> _WORK ORDER_: Only lines containing the string "data" belong in the answer; find them in the records and copy them.
[MATERIAL PROVIDED]
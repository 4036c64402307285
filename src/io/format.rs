use std::{fmt, path::Path};

/// Supported document formats for catalog and settings files.
#[derive(Debug, Clone, Copy, PartialEq, Eq, Default)]
pub enum DocumentFormat {
    #[default]
    Json,
    #[cfg(feature = "yaml")]
    Yaml,
    #[cfg(feature = "toml")]
    Toml,
}

impl DocumentFormat {
    /// Pick a format from the file extension, falling back to JSON.
    pub fn from_path(path: &Path) -> Self {
        let extension = path
            .extension()
            .and_then(|ext| ext.to_str())
            .map(|ext| ext.to_ascii_lowercase());
        match extension.as_deref() {
            #[cfg(feature = "yaml")]
            Some("yaml" | "yml") => DocumentFormat::Yaml,
            #[cfg(feature = "toml")]
            Some("toml") => DocumentFormat::Toml,
            _ => DocumentFormat::Json,
        }
    }
}

impl fmt::Display for DocumentFormat {
    fn fmt(&self, f: &mut fmt::Formatter<'_>) -> fmt::Result {
        match self {
            DocumentFormat::Json => write!(f, "json"),
            #[cfg(feature = "yaml")]
            DocumentFormat::Yaml => write!(f, "yaml"),
            #[cfg(feature = "toml")]
            DocumentFormat::Toml => write!(f, "toml"),
        }
    }
}

#[cfg(test)]
mod tests {
    use super::*;

    #[test]
    fn unknown_extensions_default_to_json() {
        assert_eq!(
            DocumentFormat::from_path(Path::new("data.json")),
            DocumentFormat::Json
        );
        assert_eq!(
            DocumentFormat::from_path(Path::new("catalog")),
            DocumentFormat::Json
        );
    }

    #[cfg(feature = "yaml")]
    #[test]
    fn yaml_extensions_are_detected() {
        assert_eq!(
            DocumentFormat::from_path(Path::new("data.YML")),
            DocumentFormat::Yaml
        );
    }
}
[/MATERIAL PROVIDED]
> _WRITTEN RESPONSE_:
            DocumentFormat::from_path(Path::new("data.json")),
            DocumentFormat::from_path(Path::new("data.YML")),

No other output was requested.